'''

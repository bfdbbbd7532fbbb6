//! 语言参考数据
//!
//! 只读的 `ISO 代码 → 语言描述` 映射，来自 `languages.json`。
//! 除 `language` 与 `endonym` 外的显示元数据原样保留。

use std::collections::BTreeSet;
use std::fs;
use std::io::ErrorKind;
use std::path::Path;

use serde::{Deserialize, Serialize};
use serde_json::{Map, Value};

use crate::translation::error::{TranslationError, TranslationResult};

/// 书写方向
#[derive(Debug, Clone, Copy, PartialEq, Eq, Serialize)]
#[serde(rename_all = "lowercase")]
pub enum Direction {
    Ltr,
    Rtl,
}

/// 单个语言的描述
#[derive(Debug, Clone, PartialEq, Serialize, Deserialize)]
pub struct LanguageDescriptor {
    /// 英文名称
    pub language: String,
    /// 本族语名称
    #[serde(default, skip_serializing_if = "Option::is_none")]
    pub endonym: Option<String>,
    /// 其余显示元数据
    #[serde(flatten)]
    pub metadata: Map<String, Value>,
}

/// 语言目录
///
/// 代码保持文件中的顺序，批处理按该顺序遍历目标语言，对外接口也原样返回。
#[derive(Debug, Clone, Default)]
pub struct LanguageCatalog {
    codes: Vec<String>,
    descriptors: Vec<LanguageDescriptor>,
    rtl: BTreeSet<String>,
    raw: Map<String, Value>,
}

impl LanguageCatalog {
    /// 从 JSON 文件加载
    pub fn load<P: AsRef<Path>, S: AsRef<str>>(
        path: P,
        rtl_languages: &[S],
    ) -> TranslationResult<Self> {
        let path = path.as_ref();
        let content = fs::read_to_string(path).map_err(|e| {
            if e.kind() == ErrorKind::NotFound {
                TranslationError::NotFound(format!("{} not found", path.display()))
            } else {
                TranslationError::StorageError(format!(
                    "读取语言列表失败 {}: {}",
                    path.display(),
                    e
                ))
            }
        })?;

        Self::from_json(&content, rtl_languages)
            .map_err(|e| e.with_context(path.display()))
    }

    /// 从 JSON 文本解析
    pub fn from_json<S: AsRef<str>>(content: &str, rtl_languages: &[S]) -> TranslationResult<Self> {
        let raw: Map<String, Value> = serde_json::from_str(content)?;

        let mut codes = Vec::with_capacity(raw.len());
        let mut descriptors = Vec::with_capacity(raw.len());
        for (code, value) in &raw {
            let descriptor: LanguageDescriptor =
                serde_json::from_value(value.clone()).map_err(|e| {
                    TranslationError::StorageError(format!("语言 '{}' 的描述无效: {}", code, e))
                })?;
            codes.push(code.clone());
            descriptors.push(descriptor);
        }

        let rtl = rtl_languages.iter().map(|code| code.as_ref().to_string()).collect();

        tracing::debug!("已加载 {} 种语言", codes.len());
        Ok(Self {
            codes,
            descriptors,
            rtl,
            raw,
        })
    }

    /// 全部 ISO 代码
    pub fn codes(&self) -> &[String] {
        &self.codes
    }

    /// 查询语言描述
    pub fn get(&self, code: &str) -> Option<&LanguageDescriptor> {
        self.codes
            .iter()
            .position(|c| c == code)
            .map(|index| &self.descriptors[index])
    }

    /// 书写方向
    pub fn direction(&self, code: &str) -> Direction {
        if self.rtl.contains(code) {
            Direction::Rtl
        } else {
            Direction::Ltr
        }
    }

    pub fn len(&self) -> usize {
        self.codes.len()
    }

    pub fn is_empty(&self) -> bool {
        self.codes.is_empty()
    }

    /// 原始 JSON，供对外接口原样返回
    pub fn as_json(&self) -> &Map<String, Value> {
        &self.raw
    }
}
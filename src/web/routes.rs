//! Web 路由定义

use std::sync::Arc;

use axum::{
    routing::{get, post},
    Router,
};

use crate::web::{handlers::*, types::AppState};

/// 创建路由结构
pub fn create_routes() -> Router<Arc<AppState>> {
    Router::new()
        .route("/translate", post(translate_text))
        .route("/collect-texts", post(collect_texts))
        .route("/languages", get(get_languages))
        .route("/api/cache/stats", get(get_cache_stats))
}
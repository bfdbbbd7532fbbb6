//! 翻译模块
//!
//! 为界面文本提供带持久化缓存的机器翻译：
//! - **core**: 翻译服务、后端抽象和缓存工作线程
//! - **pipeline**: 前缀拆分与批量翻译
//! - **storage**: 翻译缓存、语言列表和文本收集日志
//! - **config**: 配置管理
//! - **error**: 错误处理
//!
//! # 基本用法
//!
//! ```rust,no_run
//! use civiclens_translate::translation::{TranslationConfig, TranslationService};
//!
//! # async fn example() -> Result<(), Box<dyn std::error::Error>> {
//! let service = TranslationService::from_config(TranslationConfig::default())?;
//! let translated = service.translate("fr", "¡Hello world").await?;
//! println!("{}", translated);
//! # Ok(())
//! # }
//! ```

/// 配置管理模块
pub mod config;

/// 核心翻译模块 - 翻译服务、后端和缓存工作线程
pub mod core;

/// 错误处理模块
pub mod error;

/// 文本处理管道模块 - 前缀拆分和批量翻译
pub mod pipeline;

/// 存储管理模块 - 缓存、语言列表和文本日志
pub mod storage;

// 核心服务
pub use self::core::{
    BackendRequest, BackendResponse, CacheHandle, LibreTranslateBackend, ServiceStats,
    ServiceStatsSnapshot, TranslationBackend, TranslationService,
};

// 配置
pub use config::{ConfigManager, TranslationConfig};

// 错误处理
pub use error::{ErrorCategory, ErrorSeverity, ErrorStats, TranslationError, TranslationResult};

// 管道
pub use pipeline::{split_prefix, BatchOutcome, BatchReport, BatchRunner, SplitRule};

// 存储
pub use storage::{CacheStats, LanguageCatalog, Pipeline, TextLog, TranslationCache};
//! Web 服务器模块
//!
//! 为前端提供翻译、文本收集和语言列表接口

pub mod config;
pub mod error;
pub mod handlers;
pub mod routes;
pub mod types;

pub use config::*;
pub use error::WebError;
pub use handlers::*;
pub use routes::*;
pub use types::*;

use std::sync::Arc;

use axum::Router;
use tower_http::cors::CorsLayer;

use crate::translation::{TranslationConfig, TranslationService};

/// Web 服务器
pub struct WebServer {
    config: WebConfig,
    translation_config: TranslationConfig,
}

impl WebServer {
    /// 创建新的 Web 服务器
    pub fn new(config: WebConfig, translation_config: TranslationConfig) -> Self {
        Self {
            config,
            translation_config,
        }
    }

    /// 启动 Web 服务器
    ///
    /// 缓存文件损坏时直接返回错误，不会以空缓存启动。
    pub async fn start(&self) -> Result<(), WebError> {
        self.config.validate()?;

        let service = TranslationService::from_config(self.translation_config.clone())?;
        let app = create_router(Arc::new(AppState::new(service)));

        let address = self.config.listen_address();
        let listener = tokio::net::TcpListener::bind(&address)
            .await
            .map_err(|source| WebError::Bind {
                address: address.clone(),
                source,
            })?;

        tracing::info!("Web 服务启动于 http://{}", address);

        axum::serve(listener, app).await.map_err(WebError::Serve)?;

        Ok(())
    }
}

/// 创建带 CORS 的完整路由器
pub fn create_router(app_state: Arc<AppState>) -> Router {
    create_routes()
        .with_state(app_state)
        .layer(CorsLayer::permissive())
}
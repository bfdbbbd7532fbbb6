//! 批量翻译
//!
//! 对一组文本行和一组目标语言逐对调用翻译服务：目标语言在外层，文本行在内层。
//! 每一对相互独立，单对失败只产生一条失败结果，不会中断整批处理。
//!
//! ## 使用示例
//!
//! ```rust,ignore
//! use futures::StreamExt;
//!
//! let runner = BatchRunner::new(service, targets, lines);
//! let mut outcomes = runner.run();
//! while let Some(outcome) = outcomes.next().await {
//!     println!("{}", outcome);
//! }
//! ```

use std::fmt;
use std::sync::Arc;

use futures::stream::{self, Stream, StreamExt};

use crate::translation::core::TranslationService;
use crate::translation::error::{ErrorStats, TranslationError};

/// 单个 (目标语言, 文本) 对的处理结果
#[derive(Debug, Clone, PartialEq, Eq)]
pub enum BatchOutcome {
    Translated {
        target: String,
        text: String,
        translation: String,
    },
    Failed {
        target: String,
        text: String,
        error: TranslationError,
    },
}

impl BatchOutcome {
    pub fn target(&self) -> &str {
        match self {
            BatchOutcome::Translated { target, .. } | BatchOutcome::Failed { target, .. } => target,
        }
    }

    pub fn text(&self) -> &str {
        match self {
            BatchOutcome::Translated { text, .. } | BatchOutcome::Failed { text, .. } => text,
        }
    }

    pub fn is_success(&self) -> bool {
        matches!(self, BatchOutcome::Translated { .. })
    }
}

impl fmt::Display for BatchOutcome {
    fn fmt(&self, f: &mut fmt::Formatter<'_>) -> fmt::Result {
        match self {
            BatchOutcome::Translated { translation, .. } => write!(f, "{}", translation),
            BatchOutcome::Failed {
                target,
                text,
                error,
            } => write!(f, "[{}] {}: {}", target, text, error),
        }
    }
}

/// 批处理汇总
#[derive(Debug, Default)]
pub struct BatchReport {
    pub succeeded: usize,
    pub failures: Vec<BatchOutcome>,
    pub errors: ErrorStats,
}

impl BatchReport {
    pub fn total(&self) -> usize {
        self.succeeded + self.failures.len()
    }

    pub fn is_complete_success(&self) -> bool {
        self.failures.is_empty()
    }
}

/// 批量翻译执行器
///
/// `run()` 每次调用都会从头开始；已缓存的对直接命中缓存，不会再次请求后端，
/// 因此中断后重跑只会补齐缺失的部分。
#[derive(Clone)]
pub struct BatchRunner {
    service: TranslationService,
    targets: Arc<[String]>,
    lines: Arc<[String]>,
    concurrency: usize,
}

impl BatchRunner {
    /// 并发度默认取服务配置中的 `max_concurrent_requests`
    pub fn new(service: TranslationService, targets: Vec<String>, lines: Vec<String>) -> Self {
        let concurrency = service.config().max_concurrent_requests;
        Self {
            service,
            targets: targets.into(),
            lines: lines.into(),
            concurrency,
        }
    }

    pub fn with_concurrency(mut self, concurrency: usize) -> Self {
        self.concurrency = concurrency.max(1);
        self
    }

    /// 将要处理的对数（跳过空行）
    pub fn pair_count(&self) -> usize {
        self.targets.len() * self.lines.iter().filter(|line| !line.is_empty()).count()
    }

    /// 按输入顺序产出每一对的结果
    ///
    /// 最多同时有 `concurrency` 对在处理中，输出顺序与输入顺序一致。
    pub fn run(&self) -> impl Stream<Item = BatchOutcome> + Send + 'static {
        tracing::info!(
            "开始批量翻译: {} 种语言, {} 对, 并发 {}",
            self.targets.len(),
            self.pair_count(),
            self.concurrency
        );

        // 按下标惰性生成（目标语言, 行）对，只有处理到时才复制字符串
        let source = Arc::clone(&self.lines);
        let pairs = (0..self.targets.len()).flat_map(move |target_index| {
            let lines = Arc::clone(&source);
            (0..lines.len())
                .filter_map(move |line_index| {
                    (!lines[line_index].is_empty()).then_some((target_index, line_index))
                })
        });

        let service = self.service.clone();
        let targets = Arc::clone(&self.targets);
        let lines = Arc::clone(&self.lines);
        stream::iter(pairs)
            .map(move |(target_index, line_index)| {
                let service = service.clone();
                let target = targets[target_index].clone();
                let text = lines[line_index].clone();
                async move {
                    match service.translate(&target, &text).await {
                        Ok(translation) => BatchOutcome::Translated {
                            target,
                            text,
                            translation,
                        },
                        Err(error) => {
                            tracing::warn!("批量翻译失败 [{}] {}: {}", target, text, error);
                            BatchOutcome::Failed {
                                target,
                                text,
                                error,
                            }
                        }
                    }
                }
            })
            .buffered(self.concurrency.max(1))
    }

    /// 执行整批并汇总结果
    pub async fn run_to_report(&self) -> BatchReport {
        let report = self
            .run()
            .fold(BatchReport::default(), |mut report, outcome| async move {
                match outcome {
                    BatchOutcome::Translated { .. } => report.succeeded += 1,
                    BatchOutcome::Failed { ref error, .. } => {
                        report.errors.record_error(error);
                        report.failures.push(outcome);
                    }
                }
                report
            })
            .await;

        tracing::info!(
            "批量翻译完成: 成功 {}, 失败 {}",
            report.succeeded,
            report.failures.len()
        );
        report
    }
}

'''
'''

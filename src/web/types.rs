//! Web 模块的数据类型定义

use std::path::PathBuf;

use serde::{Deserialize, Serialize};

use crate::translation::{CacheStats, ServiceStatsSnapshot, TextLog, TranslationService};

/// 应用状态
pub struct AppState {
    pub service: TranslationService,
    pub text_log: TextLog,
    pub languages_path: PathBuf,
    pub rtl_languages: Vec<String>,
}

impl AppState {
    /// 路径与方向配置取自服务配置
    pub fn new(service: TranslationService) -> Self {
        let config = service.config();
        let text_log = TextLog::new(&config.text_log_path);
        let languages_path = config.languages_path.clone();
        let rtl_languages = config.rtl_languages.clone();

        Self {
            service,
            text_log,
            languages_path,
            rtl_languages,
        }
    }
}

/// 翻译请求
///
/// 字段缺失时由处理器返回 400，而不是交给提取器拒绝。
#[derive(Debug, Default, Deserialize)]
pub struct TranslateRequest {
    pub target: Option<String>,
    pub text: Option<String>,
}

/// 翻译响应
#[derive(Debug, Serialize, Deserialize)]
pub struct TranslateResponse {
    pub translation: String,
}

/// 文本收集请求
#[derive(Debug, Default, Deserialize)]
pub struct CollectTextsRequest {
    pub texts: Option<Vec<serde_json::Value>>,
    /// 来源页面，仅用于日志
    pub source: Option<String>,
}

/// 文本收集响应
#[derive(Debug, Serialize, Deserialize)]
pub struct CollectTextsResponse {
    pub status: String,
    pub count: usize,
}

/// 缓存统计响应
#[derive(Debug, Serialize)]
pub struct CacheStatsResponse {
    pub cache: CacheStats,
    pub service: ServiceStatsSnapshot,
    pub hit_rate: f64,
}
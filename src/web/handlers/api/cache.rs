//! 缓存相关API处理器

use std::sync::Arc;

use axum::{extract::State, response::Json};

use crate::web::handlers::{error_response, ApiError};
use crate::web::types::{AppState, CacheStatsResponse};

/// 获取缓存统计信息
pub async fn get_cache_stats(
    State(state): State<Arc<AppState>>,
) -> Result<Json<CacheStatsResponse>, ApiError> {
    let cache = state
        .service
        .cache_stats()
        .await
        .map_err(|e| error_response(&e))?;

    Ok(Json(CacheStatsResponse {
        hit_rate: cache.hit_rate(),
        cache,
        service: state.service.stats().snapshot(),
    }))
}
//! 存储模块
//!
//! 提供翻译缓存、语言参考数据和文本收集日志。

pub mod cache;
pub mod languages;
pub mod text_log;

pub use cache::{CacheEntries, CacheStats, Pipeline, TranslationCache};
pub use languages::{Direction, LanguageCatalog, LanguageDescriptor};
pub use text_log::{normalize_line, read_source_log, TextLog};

'''
'''

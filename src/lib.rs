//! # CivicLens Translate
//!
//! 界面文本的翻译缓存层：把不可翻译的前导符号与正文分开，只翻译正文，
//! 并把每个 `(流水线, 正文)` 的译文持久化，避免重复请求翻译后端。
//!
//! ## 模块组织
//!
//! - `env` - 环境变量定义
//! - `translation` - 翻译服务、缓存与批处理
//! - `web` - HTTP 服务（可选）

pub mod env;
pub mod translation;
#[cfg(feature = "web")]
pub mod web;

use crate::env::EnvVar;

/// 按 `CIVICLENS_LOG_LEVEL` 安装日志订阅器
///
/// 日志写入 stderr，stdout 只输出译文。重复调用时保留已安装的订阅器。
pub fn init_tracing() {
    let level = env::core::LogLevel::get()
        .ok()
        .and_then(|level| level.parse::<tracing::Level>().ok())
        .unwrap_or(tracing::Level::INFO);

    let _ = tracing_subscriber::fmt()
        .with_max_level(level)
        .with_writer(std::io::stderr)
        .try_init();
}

'''

> **WORK ORDER**: Scan the listing for the string "CacheStatsResponse" and copy every line that carries it.

> **OUTPUT FOR THIS EXERCISE**:
pub struct CacheStatsResponse {
use crate::web::types::{AppState, CacheStatsResponse};
) -> Result<Json<CacheStatsResponse>, ApiError> {
    Ok(Json(CacheStatsResponse {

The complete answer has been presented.